Перемены в живописи и литературе сопровождались столь же серьезными переменами в архитектуре. Новые концепции обустройства городов, возникшие в эпоху пополанских режимов. привели к рождению в Италии национальной городской архитектуры, особенно проявившейся во всем, что касалось открытых пространств и общественных зданий. Дворец дожей в Венеции, начатый в 1309 году, являет превосходный пример расположенной на первом этаже открытой сводчатой галереи, или лоджии, а церковь Орсанмикеле во Флоренции была первоначально построена в 1304 году как просторный торговый зал с открытыми сторонами и лишь несколько десятилетий спустя обнесена стеной. Как дополняющий элемент пространства площадей, принцип открытости, это детище эпохи popolo, применялся итальянскими архитекторами на протяжении следующих семи столетий — он воплотился в таких шедеврах, как детский приют Оспедали дельи Инноченти во Флоренции, спроектированный Брунеллески, в нескончаемых колоннадах центра Болоньи, в бесчисленных гильдейских залах собраний, коллегиях и мостах; он порождал и усиливал ощущение города как общинного пространства. Мы по привычке ассоциируем северную Италию с эпохой Возрождения, однако сама фактура североитальянских городов, включая многие из их прекраснейших построек, была продуктом предшествующей пополанской эпохи — когда контроль за жизнью города отняли у знати и передали в руки горожан.
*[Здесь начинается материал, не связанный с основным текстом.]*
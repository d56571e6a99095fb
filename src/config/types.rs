use crate::url::{derive_domain_name, normalize_candidate};
use crate::ConfigError;
use std::path::PathBuf;
use std::time::Duration;
use url::Url;

/// Default content selector; the first clause doubles as the wait condition.
pub const DEFAULT_CONTENT_SELECTOR: &str = "main, article, .content, .documentation, body";

/// Default maximum traversal depth.
pub const DEFAULT_MAX_DEPTH: u32 = 5;

/// Default delay between crawl iterations, in milliseconds.
pub const DEFAULT_WAIT_MS: u64 = 1000;

/// Resolved configuration for one docbinder run
///
/// Every option maps to a command-line flag; `with_seed` fills in the
/// documented defaults.
#[derive(Debug, Clone)]
pub struct CrawlConfig {
    /// Seed URL the crawl starts from
    pub url: String,

    /// Output document path; derived from the seed's domain when absent
    pub output: Option<PathBuf>,

    /// Maximum traversal depth (the seed itself is depth 0)
    pub max_depth: u32,

    /// Substrings a URL must contain to be crawled (any one suffices)
    pub include: Vec<String>,

    /// Substrings that disqualify a URL
    pub exclude: Vec<String>,

    /// Comma-separated CSS selector clauses for the content root
    pub selector: String,

    /// Delay between crawl iterations in milliseconds; zero disables
    pub wait_ms: u64,

    /// Crawl without assembling; artifacts are kept and their location reported
    pub skip_merge: bool,
}

impl CrawlConfig {
    /// Creates a configuration with every option at its default
    pub fn with_seed(url: &str) -> Self {
        Self {
            url: url.to_string(),
            output: None,
            max_depth: DEFAULT_MAX_DEPTH,
            include: Vec::new(),
            exclude: Vec::new(),
            selector: DEFAULT_CONTENT_SELECTOR.to_string(),
            wait_ms: DEFAULT_WAIT_MS,
            skip_merge: false,
        }
    }

    /// Parses the seed URL into its canonical form
    pub fn seed_url(&self) -> Result<Url, ConfigError> {
        normalize_candidate(&self.url)
            .map_err(|e| ConfigError::InvalidUrl(format!("'{}': {}", self.url, e)))
    }

    /// Resolves the output path
    ///
    /// Defaults to `{domain}-documentation.md` in the working directory,
    /// with a leading `www.` stripped from the domain.
    pub fn output_path(&self) -> Result<PathBuf, ConfigError> {
        if let Some(path) = &self.output {
            return Ok(path.clone());
        }

        let seed = self.seed_url()?;
        let domain = derive_domain_name(&seed)
            .ok_or_else(|| ConfigError::InvalidUrl(format!("'{}' has no host", self.url)))?;

        Ok(PathBuf::from(format!("{}-documentation.md", domain)))
    }

    /// Politeness delay between crawl iterations
    pub fn wait_duration(&self) -> Duration {
        Duration::from_millis(self.wait_ms)
    }
}

#[cfg(test)]
mod tests {
    use super::*;

    #[test]
    fn test_defaults() {
        let config = CrawlConfig::with_seed("https://docs.example.com/");
        assert_eq!(config.max_depth, 5);
        assert_eq!(config.wait_ms, 1000);
        assert_eq!(config.selector, DEFAULT_CONTENT_SELECTOR);
        assert!(config.include.is_empty());
        assert!(config.exclude.is_empty());
        assert!(!config.skip_merge);
    }

    #[test]
    fn test_seed_url_strips_fragment() {
        let config = CrawlConfig::with_seed("https://docs.example.com/guide#intro");
        let seed = config.seed_url().unwrap();
        assert_eq!(seed.as_str(), "https://docs.example.com/guide");
    }

    #[test]
    fn test_seed_url_rejects_malformed() {
        let config = CrawlConfig::with_seed("not a url");
        assert!(config.seed_url().is_err());
    }

    #[test]
    fn test_default_output_derived_from_domain() {
        let config = CrawlConfig::with_seed("https://docs.example.com/guide");
        assert_eq!(
            config.output_path().unwrap(),
            PathBuf::from("docs.example.com-documentation.md")
        );
    }

    #[test]
    fn test_default_output_strips_www() {
        let config = CrawlConfig::with_seed("https://www.example.com/docs");
        assert_eq!(
            config.output_path().unwrap(),
            PathBuf::from("example.com-documentation.md")
        );
    }

    #[test]
    fn test_explicit_output_wins() {
        let mut config = CrawlConfig::with_seed("https://docs.example.com/");
        config.output = Some(PathBuf::from("manual.md"));
        assert_eq!(config.output_path().unwrap(), PathBuf::from("manual.md"));
    }

    #[test]
    fn test_wait_duration() {
        let mut config = CrawlConfig::with_seed("https://docs.example.com/");
        config.wait_ms = 250;
        assert_eq!(config.wait_duration(), Duration::from_millis(250));
    }
}
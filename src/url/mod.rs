//! URL handling module for docbinder
//!
//! This module provides the crawl eligibility predicate, canonical URL
//! identity, and the URL-derived naming helpers used for artifact files and
//! display truncation.

mod filter;
mod naming;
mod normalize;

// Re-export main functions
pub use filter::is_eligible;
pub use naming::{artifact_file_stem, derive_domain_name, display_url};
pub use normalize::normalize_candidate;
Правление пополанов подошло к концу, потому что они не сумели приспособиться к непрерывно возникающим новым обстоятельствам, изменявшим жизнь итальянских городов. Избирательная база popolo, намного превышая по своему охвату аристократические коммуны, была тем не менее ограничена пятилетним цензом оседлости, членством в гильдиях, владением собственностью и уплатой налогов. Эти обязательные условия исключали из числа граждан большую массу чернорабочих и новых иммигрантов, продолжавших прибывать в города, и поэтому во времена политических волнений пополанские цеха не могли рассчитывать на поддержку тех, кого они сознательно отстранили от возможности участвовать в самоуправлении.